Cruising the grand rivers of Europe/central Germany to Amsterdam, 2014: Part 2 of 2

 

Bamburg's old City Hall, dating to the 14th century, stands resolutely on an island in the River Regnetz.

 

 

 

[This is the second of two parts on cruising the great rivers of Europe; Vienna, Austria to Amsterdam, Netherlands]

With only one previous trip to Europe (Paris, 15 years ago); we had long dreamed of a fun and efficient way to see Europe after we retired.  Relying on recommendations from friends, we booked a river cruise from Vienna, Austria to Amsterdam, Netherlands.  This report shares the second half of our 16 day journey aboard the River Harmony, a 340 foot, three-deck luxury river cruiser.

We began a week ago in Vienna, with time to tour the city by coach and on foot.  Vienna, long home to the Habsburg Alliance, Strauss, music and majesty!  The Danube is Europe’s second longest River (at 1794 km), beginning in Germany’s Black Forest and emptying into the Black Sea (Russia’s Volga is longest).

In following days we cruised up the grey Danube, through the Wachau Valley, with cliffs, vineyards, bucolic river towns and old castles, past Linz and the stunning Melk Abbey and Monastery in Austria (the first monks began the monastery in 1089!). 

Our next stop was Passau, Germany; across the river high on a bluff was a huge fortress, dating to 1499 – the Veste Oberhaus, overlooking the three rivers that merge here (the Danube, Ilz and Inn Rivers).
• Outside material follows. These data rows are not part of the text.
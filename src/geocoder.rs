//! Geocoder client for Nominatim-compatible address search
//!
//! Resolves free text to a coordinate. Every call is independent: no retry,
//! no rate limiting, no caching.

use std::time::{Duration, Instant};

use async_trait::async_trait;
use reqwest::Client;
use serde::Deserialize;
use tracing::{debug, error, info, instrument, warn};

use crate::config::GeocoderConfig;
use crate::models::Coordinate;
use crate::{ReachMapError, Result};

const GEOCODE_FAILED: &str = "Failed to geocode address. Please check the input.";

/// Anything that turns an address into a coordinate
#[async_trait]
pub trait Geocoder: Send + Sync {
    async fn geocode(&self, address: &str) -> Result<Coordinate>;
}

/// One search hit. Nominatim sends coordinates as strings.
#[derive(Debug, Deserialize)]
pub struct NominatimPlace {
    pub lat: String,
    pub lon: String,
    pub display_name: Option<String>,
}

impl NominatimPlace {
    fn coordinate(&self) -> Result<Coordinate> {
        match (finite(&self.lat), finite(&self.lon)) {
            (Some(latitude), Some(longitude)) => Ok(Coordinate::new(latitude, longitude)),
            _ => Err(ReachMapError::network(
                GEOCODE_FAILED,
                format!("unparsable coordinates lat={:?} lon={:?}", self.lat, self.lon),
            )),
        }
    }
}

/// `NaN` and `inf` parse as `f64` but are not coordinates
fn finite(value: &str) -> Option<f64> {
    value
        .trim()
        .parse::<f64>()
        .ok()
        .filter(|value| value.is_finite())
}

pub struct NominatimClient {
    client: Client,
    base_url: String,
}

impl NominatimClient {
    pub fn new(config: &GeocoderConfig) -> Result<Self> {
        let client = Client::builder()
            .timeout(Duration::from_secs(config.timeout_seconds.into()))
            .user_agent(config.user_agent.as_str())
            .build()
            .map_err(|e| ReachMapError::config(format!("Failed to create HTTP client: {e}")))?;

        Ok(Self {
            client,
            base_url: config.base_url.trim_end_matches('/').to_string(),
        })
    }

    fn search_url(&self, address: &str) -> String {
        format!(
            "{}/search?format=json&q={}",
            self.base_url,
            urlencoding::encode(address)
        )
    }

    async fn search(&self, address: &str) -> Result<Vec<NominatimPlace>> {
        let url = self.search_url(address);
        debug!("Geocoding request URL: {}", url);

        let response = self.client.get(&url).send().await.map_err(|e| {
            error!("Geocoding request for '{}' failed: {}", address, e);
            ReachMapError::network(GEOCODE_FAILED, e)
        })?;

        let status = response.status();
        if !status.is_success() {
            error!("Geocoding service answered {} for '{}'", status, address);
            return Err(ReachMapError::network(
                GEOCODE_FAILED,
                format!("HTTP status {status}"),
            ));
        }

        response.json::<Vec<NominatimPlace>>().await.map_err(|e| {
            error!("Failed to parse geocoding response for '{}': {}", address, e);
            ReachMapError::network(GEOCODE_FAILED, e)
        })
    }
}

#[async_trait]
impl Geocoder for NominatimClient {
    #[instrument(skip(self))]
    async fn geocode(&self, address: &str) -> Result<Coordinate> {
        let start_time = Instant::now();
        let places = self.search(address).await?;

        let Some(first) = places.first() else {
            warn!("No results found for address '{}'", address);
            return Err(ReachMapError::not_found("Address not found."));
        };

        let coordinate = first.coordinate().inspect_err(|e| {
            error!("Invalid geocoding result for '{}': {:?}", address, e);
        })?;

        info!(
            "Geocoded '{}' to ({}) in {:.3}s ({} results, best: {})",
            address,
            coordinate,
            start_time.elapsed().as_secs_f64(),
            places.len(),
            first.display_name.as_deref().unwrap_or("unnamed")
        );

        Ok(coordinate)
    }
}

#[cfg(test)]
mod tests {
    use super::*;
    use rstest::rstest;

    fn client() -> NominatimClient {
        NominatimClient::new(&GeocoderConfig {
            base_url: "https://nominatim.example.org/".to_string(),
            ..GeocoderConfig::default()
        })
        .unwrap()
    }

    #[test]
    fn test_search_url_encodes_address() {
        let url = client().search_url("10 Downing St & Whitehall");
        assert_eq!(
            url,
            "https://nominatim.example.org/search?format=json&q=10%20Downing%20St%20%26%20Whitehall"
        );
    }

    #[test]
    fn test_place_coordinate_parsing() {
        let place = NominatimPlace {
            lat: "51.5074".into(),
            lon: "-0.1278".into(),
            display_name: None,
        };
        assert_eq!(place.coordinate().unwrap(), Coordinate::new(51.5074, -0.1278));
    }

    #[test]
    fn test_place_with_garbage_coordinates_is_network_error() {
        let place = NominatimPlace {
            lat: "north".into(),
            lon: "-0.1278".into(),
            display_name: None,
        };
        let err = place.coordinate().unwrap_err();
        assert!(matches!(err, ReachMapError::Network { .. }));
        assert_eq!(err.user_message(), GEOCODE_FAILED);
    }

    #[rstest]
    #[case("NaN", "-0.1278")]
    #[case("51.5074", "inf")]
    #[case("-infinity", "0")]
    fn test_place_with_non_finite_coordinates_is_network_error(
        #[case] lat: &str,
        #[case] lon: &str,
    ) {
        let place = NominatimPlace {
            lat: lat.into(),
            lon: lon.into(),
            display_name: None,
        };
        let err = place.coordinate().unwrap_err();
        assert!(matches!(err, ReachMapError::Network { .. }));
    }
}
//! Tracing subscriber setup

use anyhow::{Result, anyhow};
use tracing_subscriber::{EnvFilter, fmt, prelude::*};

use crate::config::LoggingConfig;

/// Install the global subscriber. `RUST_LOG` wins over the configured level.
pub fn init(config: &LoggingConfig) -> Result<()> {
    let env_filter = EnvFilter::try_from_default_env()
        .or_else(|_| EnvFilter::try_new(&config.level))
        .map_err(|e| anyhow!("Invalid log filter '{}': {e}", config.level))?;

    let registry = tracing_subscriber::registry().with(env_filter);

    match config.format.as_str() {
        "json" => registry
            .with(fmt::layer().json().with_current_span(true))
            .try_init(),
        _ => registry.with(fmt::layer().pretty()).try_init(),
    }
    .map_err(|e| anyhow!("Failed to install tracing subscriber: {e}"))
}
Overnight, our ship cruised to Regensburg; with Roman/Italian influence, it is Germany’s largest medieval city.  At the confluence of Danube and Regens River, here buildings date back 1,000 years to Roman times. 

At Kelheim, we entered the Main/Danube Canal (opened in 1992) and soon crossed the European “continental divide”, where water flows north in the Main River to the North Sea, or south in the Danube to the Black Sea. Soon we reached Nuremberg, where the Nazi legacy still stands in mute testimony to those terrible times, from huge Third Reich citadels to Room 600, home to the war criminal trials.

At Bamberg, we reached the Main River.  A delightful old town, it is part of the Franconia area of Germany. The old City Hall (portions dating to the 14th century) on an island in River Regnitz is truly memorable; the Imperial Cathedral, Romanesque style; with architecture of 15-18th centuries was also not to be missed. 

We sailed into Wurzburg on November 9, the anniversary of the Berlin Wall coming down 25 years ago.  Wurzburg was a vital medieval city, shaped in large part by its Baroque prince-bishops, whose Residence built in 1720 to 1744 is truly stunning in both its size and art gallery, with 14th to 19th century masterpieces.  The town’s old bridge, dating to the 15th century, is ornamented by Baroque figures and also noteworthy by having a delightful wine bar on its north end! 

Further down the Main, we made Frankfurt, another industrial city almost totally destroyed in the war, and took a bus tour to Heidelberg (“blueberries mountain” in translation), in the warmest portion of Germany, with the old Heidelberg University, 30,000 students and a big army base (favored by the Allies, the town was not destroyed in the war, retaining its original centuries-old charm).

We cruised by Wiesbaden (connecting to the Rhine River), an international town known for its spas for health and bathing, then past Rudesheim, another medieval town known for its fine dining, Reisling and red wines and several castles dating back 1,000 years.  By now, the immensity of Germany’s history was almost overwhelming, with each old river town rivaling the other!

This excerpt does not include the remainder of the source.